Que tipo de coisa grave?
Temos que esperar. Ele só tem uma bala de prata para tentar
compor seu governo com uma perspectiva de médio prazo, que é a Reforma da
Previdência. Ele já disse que não dá para governar o País com Congresso
Nacional, falou isso numa entrevista que deu. Dentro dessa linha de certa
coerência, o que ele falou lá atrás não está desdito pelos comportamentos de
hoje. A insatisfação do Congresso com ele é crescente, cada vez que ele solta
um Twitter perde um voto ou mais. E se não passa a Reforma? É nisso que eu vejo
lá para frente uma eventual perspectiva de confronto mais grave.
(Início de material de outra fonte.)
//! Page-file tests: positional reads/writes, existence checks,
//! missing pages.

#[cfg(test)]
mod tests {
    use crate::btree::pagefile::{PageFile, PageFileError};
    use crate::btree::tests::helpers::init_tracing;
    use tempfile::TempDir;

    const PAGE_SIZE: usize = 128;

    #[test]
    fn write_then_read_round_trips() {
        init_tracing();
        let tmp = TempDir::new().unwrap();
        let pf = PageFile::open(tmp.path().join("btree.data"), PAGE_SIZE).unwrap();

        let page = vec![0x42u8; PAGE_SIZE];
        pf.write_page(0, &page).unwrap();
        assert_eq!(pf.read_page(0).unwrap(), page);
    }

    #[test]
    fn pages_live_at_fixed_slots() {
        init_tracing();
        let tmp = TempDir::new().unwrap();
        let pf = PageFile::open(tmp.path().join("btree.data"), PAGE_SIZE).unwrap();

        pf.write_page(0, &vec![0xAA; PAGE_SIZE]).unwrap();
        pf.write_page(2, &vec![0xCC; PAGE_SIZE]).unwrap();

        assert_eq!(pf.read_page(0).unwrap(), vec![0xAA; PAGE_SIZE]);
        assert_eq!(pf.read_page(2).unwrap(), vec![0xCC; PAGE_SIZE]);
        // The skipped slot exists (the file extends past it) as zeros.
        assert_eq!(pf.read_page(1).unwrap(), vec![0x00; PAGE_SIZE]);
    }

    #[test]
    fn rewrite_in_place_replaces_contents() {
        init_tracing();
        let tmp = TempDir::new().unwrap();
        let pf = PageFile::open(tmp.path().join("btree.data"), PAGE_SIZE).unwrap();

        pf.write_page(0, &vec![0x01; PAGE_SIZE]).unwrap();
        pf.write_page(0, &vec![0x02; PAGE_SIZE]).unwrap();
        assert_eq!(pf.read_page(0).unwrap(), vec![0x02; PAGE_SIZE]);
    }

    #[test]
    fn reading_a_missing_page_is_an_error() {
        init_tracing();
        let tmp = TempDir::new().unwrap();
        let pf = PageFile::open(tmp.path().join("btree.data"), PAGE_SIZE).unwrap();

        let err = pf.read_page(0).unwrap_err();
        assert!(matches!(err, PageFileError::MissingPage { id: 0 }));
    }

    #[test]
    fn contains_page_reflects_file_extent() {
        init_tracing();
        let tmp = TempDir::new().unwrap();
        let pf = PageFile::open(tmp.path().join("btree.data"), PAGE_SIZE).unwrap();

        assert!(!pf.contains_page(0).unwrap());
        pf.write_page(0, &vec![0; PAGE_SIZE]).unwrap();
        assert!(pf.contains_page(0).unwrap());
        assert!(!pf.contains_page(1).unwrap());
    }

    #[test]
    fn wrong_buffer_length_is_rejected() {
        init_tracing();
        let tmp = TempDir::new().unwrap();
        let pf = PageFile::open(tmp.path().join("btree.data"), PAGE_SIZE).unwrap();

        let err = pf.write_page(0, &[0u8; 5]).unwrap_err();
        assert!(matches!(
            err,
            PageFileError::BadBufferLen {
                expected: PAGE_SIZE,
                got: 5
            }
        ));
    }

    #[test]
    fn contents_survive_reopen() {
        init_tracing();
        let tmp = TempDir::new().unwrap();
        let path = tmp.path().join("btree.data");
        {
            let pf = PageFile::open(&path, PAGE_SIZE).unwrap();
            pf.write_page(1, &vec![0x7E; PAGE_SIZE]).unwrap();
            pf.sync().unwrap();
        }

        let pf = PageFile::open(&path, PAGE_SIZE).unwrap();
        assert_eq!(pf.read_page(1).unwrap(), vec![0x7E; PAGE_SIZE]);
    }
}
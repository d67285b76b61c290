//! In-memory ordered write buffer of the LSM engine.
//!
//! The memtable holds the most recent mutations as an ordered map from
//! key to [`ValueRecord`]. Deletes are stored as tombstones, never as
//! physical removals, so a delete shadows older on-disk versions of the
//! key until compaction collapses them. The map is cleared after every
//! successful flush; durability comes from the WAL, not from this
//! structure.

use std::collections::BTreeMap;

// ------------------------------------------------------------------------------------------------
// Value records
// ------------------------------------------------------------------------------------------------

/// A stored value or a deletion marker.
///
/// `Tombstone` is distinct from "absent": an absent key falls through
/// to older SSTables on read, a tombstone terminates the lookup with
/// "not found". The distinction must survive the WAL, the memtable,
/// and every SSTable until a full compaction drops spent tombstones.
#[derive(Debug, Clone, PartialEq, Eq)]
pub enum ValueRecord {
    /// A live value. The empty value is valid.
    Present(Vec<u8>),

    /// The key has been deleted at this position in the log.
    Tombstone,
}

impl ValueRecord {
    /// Returns `true` for the deletion marker.
    pub fn is_tombstone(&self) -> bool {
        matches!(self, ValueRecord::Tombstone)
    }

    /// Bytes this record contributes to the memtable size estimate
    /// (tombstones carry no value payload).
    fn value_bytes(&self) -> usize {
        match self {
            ValueRecord::Present(v) => v.len(),
            ValueRecord::Tombstone => 0,
        }
    }
}

// ------------------------------------------------------------------------------------------------
// Memtable
// ------------------------------------------------------------------------------------------------

/// Ordered key → [`ValueRecord`] buffer with byte-size accounting.
///
/// The engine flushes on the byte estimate (`approx_bytes`); the entry
/// count cap behind [`Memtable::is_full`] is a coarse safety stop.
#[derive(Debug)]
pub struct Memtable {
    entries: BTreeMap<String, ValueRecord>,
    approx_bytes: usize,
    max_entries: usize,
}

impl Memtable {
    /// Creates an empty memtable with the given entry-count safety cap.
    pub fn new(max_entries: usize) -> Self {
        Self {
            entries: BTreeMap::new(),
            approx_bytes: 0,
            max_entries,
        }
    }

    /// Insert or overwrite a key with a live value.
    pub fn put(&mut self, key: String, value: Vec<u8>) {
        self.insert(key, ValueRecord::Present(value));
    }

    /// Record a deletion for the key.
    pub fn delete(&mut self, key: String) {
        self.insert(key, ValueRecord::Tombstone);
    }

    fn insert(&mut self, key: String, record: ValueRecord) {
        let key_bytes = key.len();
        let value_bytes = record.value_bytes();
        match self.entries.insert(key, record) {
            // Overwrite: the key bytes were already counted once.
            Some(old) => {
                self.approx_bytes -= old.value_bytes();
                self.approx_bytes += value_bytes;
            }
            None => self.approx_bytes += key_bytes + value_bytes,
        }
    }

    /// Look up a key. `None` means absent (distinct from a tombstone hit).
    pub fn get(&self, key: &str) -> Option<&ValueRecord> {
        self.entries.get(key)
    }

    /// Independent ordered copy of the current contents, for the flush
    /// path. The memtable itself is untouched.
    pub fn snapshot(&self) -> BTreeMap<String, ValueRecord> {
        self.entries.clone()
    }

    /// Byte-size estimate: key bytes plus live value bytes.
    pub fn approx_bytes(&self) -> usize {
        self.approx_bytes
    }

    /// Drop all entries and reset the size estimate.
    pub fn clear(&mut self) {
        self.entries.clear();
        self.approx_bytes = 0;
    }

    /// Number of entries (tombstones included).
    pub fn len(&self) -> usize {
        self.entries.len()
    }

    /// `true` when the memtable holds no entries.
    pub fn is_empty(&self) -> bool {
        self.entries.is_empty()
    }

    /// Coarse safety stop: entry count has reached the cap.
    pub fn is_full(&self) -> bool {
        self.entries.len() >= self.max_entries
    }
}
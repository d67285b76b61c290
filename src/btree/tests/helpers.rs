use crate::btree::BtreeConfig;

pub use crate::testutil::{init_tracing, wal_suppression_lock};

/// Defaults: 4 KiB pages, splits after the third key.
pub fn default_config() -> BtreeConfig {
    init_tracing();
    BtreeConfig::default()
}

/// Tiny max-keys cap so a handful of puts exercises splits.
pub fn splitty_config() -> BtreeConfig {
    init_tracing();
    BtreeConfig {
        page_size: 4096,
        max_keys_per_page: 3,
    }
}
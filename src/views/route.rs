use reqwest::Url;

use crate::models::{PostId, TermId};
use crate::registry::ResourceType;

/// A page of the site, resolved from its URL.
///
/// Permalinks follow the registered rewrite slugs:
///
/// | URL                              | page                    |
/// |----------------------------------|-------------------------|
/// | `/`, `/projects/`                | home                    |
/// | `/projects/<id>/`                | project                 |
/// | `/todo-archive/?project=<id>`    | all todo lists          |
/// | `/todo-archive/<id>/`            | single todo             |
/// | `/todo-lists/<id>/`              | one todo list           |
/// | `/message-board/?project=<id>`   | message board           |
/// | `/message-board/<id>/`           | single message          |
#[derive(Debug, Clone, Copy, PartialEq, Eq)]
pub enum Route {
    Home,
    Project(PostId),
    /// Root project id from `?project=`, if present.
    Lists(Option<PostId>),
    List(TermId),
    Todo(PostId),
    Board(Option<PostId>),
    Message(PostId),
}

impl Route {
    /// Resolve an absolute or site-relative URL. Unknown paths yield `None`.
    pub fn parse(url: &str) -> Option<Self> {
        let url = parse_url(url)?;
        let segments: Vec<&str> = url
            .path_segments()
            .map(|s| s.filter(|seg| !seg.is_empty()).collect())
            .unwrap_or_default();

        let slug = |resource: ResourceType| resource.schema().rewrite_slug;
        let id = |seg: &str| seg.parse::<u64>().ok().filter(|id| *id > 0);

        match segments.as_slice() {
            [] => Some(Route::Home),
            [prefix] if Some(*prefix) == slug(ResourceType::Project) => Some(Route::Home),
            [prefix] if Some(*prefix) == slug(ResourceType::Todo) => {
                Some(Route::Lists(project_param(&url)))
            }
            [prefix] if Some(*prefix) == slug(ResourceType::Message) => {
                Some(Route::Board(project_param(&url)))
            }
            [prefix, seg] if Some(*prefix) == slug(ResourceType::Project) => {
                id(seg).map(Route::Project)
            }
            [prefix, seg] if Some(*prefix) == slug(ResourceType::Todo) => id(seg).map(Route::Todo),
            [prefix, seg] if Some(*prefix) == slug(ResourceType::Message) => {
                id(seg).map(Route::Message)
            }
            [prefix, seg] if Some(*prefix) == slug(ResourceType::TodoCategory) => {
                id(seg).map(Route::List)
            }
            _ => None,
        }
    }
}

/// The root project id carried in a page URL's `?project=` parameter.
///
/// Leading digits are read as the id (`?project=12abc` is 12); an absent,
/// empty or non-numeric value means the page has no root.
pub fn project_id_from_url(url: &str) -> Option<PostId> {
    parse_url(url).as_ref().and_then(project_param)
}

fn project_param(url: &Url) -> Option<PostId> {
    let (_, value) = url.query_pairs().find(|(key, _)| key == "project")?;
    let value = value.trim_start();
    let digits: String = value.chars().take_while(char::is_ascii_digit).collect();
    digits.parse::<u64>().ok().filter(|id| *id > 0)
}

fn parse_url(url: &str) -> Option<Url> {
    match Url::parse(url) {
        Ok(url) => Some(url),
        Err(_) => Url::parse("http://site.invalid/").ok()?.join(url).ok(),
    }
}

#[cfg(test)]
mod tests {
    use super::*;

    #[test]
    fn home_routes() {
        assert_eq!(Route::parse("/"), Some(Route::Home));
        assert_eq!(Route::parse("/?post_type=wdm-central-project"), Some(Route::Home));
        assert_eq!(Route::parse("https://central.example/projects/"), Some(Route::Home));
    }

    #[test]
    fn entity_routes() {
        assert_eq!(Route::parse("/projects/7/"), Some(Route::Project(7)));
        assert_eq!(Route::parse("/todo-archive/40/"), Some(Route::Todo(40)));
        assert_eq!(Route::parse("/todo-lists/15"), Some(Route::List(15)));
        assert_eq!(Route::parse("/message-board/9/"), Some(Route::Message(9)));
    }

    #[test]
    fn archive_routes_carry_project_param() {
        assert_eq!(
            Route::parse("/todo-archive/?project=7"),
            Some(Route::Lists(Some(7)))
        );
        assert_eq!(
            Route::parse("https://central.example/message-board/?project=3"),
            Some(Route::Board(Some(3)))
        );
        assert_eq!(Route::parse("/message-board/"), Some(Route::Board(None)));
    }

    #[test]
    fn unknown_paths_do_not_route() {
        assert_eq!(Route::parse("/wp-admin/"), None);
        assert_eq!(Route::parse("/projects/diwali/"), None);
    }

    #[test]
    fn project_param_reads_leading_digits() {
        assert_eq!(project_id_from_url("/todo-archive/?project=12"), Some(12));
        assert_eq!(project_id_from_url("/todo-archive/?project=12abc"), Some(12));
        assert_eq!(project_id_from_url("/todo-archive/?project=abc"), None);
        assert_eq!(project_id_from_url("/todo-archive/?project="), None);
        assert_eq!(project_id_from_url("/todo-archive/"), None);
    }
}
Se não conseguir aprovar a reforma?
As reações dele frente à contrariedade são reações
violentas. Não consegue dialogar, não consegue viver com uma derrota. Foi
ungido presidente sob o manto de ser um mito. Mas sua desmistificação está
ocorrendo em pequenos incidentes e na hora que vier um incidente mais profundo,
que comprometa a perspectiva do País a médio e longo prazo, como o mito vai
enfrentar isso. Esse é meu medo.
O presidente vive como se precisasse sempre ser interpretado,
ou pelo ministro da Economia ou pelos militares
Como o senhor vê o pacote anti-crime?
É pura perfumaria porque não resolve nada. Vou dar um
exemplo. O que o Código Penal e a lei de crimes hediondos propõem? Pela lei
quem pratica um crime hediondo tem que ficar no regime fechado dois quintos da
pena. O projeto propõe que passe para três quintos em regime fechado. O que
isso resolve? Nada. Estabelece que para determinados crimes, sejam de corrupção
ou violentos, o condenado cumpra pena em regime fechado. Pergunto qual é o
condenado por roubo a mão armada, por exemplo, hoje em dia, que a Justiça não
determine que cumpra pena em regime fechado?
E quantos aos crimes do colarinho branco?
Nos crimes de corrupção ele deixa de elencar o mais grave de
todos que é o de concussão, a extorsão para retirar dinheiro, exigir de alguém
que lhe dê dinheiro para fazer ou deixar de fazer algo. Esquece a concussão e
estabelece que a corrupção e o peculato tenham regime fechado. É uma posição
muito simplória que eu chamaria de ilusão penal. Ele acha que aumentando o
prazo de regime fechado resolverá o problema da criminalidade. Errado. Dou o
exemplo do feminicídio. Matar por questão de gênero passou a ser um crime
qualificado, com pena elevada de 12 a 30 anos. E os feminicídios aumentaram.
Se tivesse continuado na Lava Jato estaria fazendo um
serviço melhor?
Acho que sim, primeiro porque afastaria qualquer dúvida de
eventual parcialidade. Ele foi para um governo que é inimigo do PT, do PSDB, e
deu sentenças, a começar pelo caso do Lula, contra políticos desses partidos. E
depois fiquei insatisfeito em ver o ministro sendo desautorizado na nomeação da
cientista política Ilona Szabó para o Conselho Penitenciário. Foi uma
humilhação. Bolsonaro não respeitou o ministro. Moro não teve liberdade para
indicar a suplente de um conselho. Por quê? Porque ela critica o governo.
Bolsonaro não consegue conviver com a adversidade.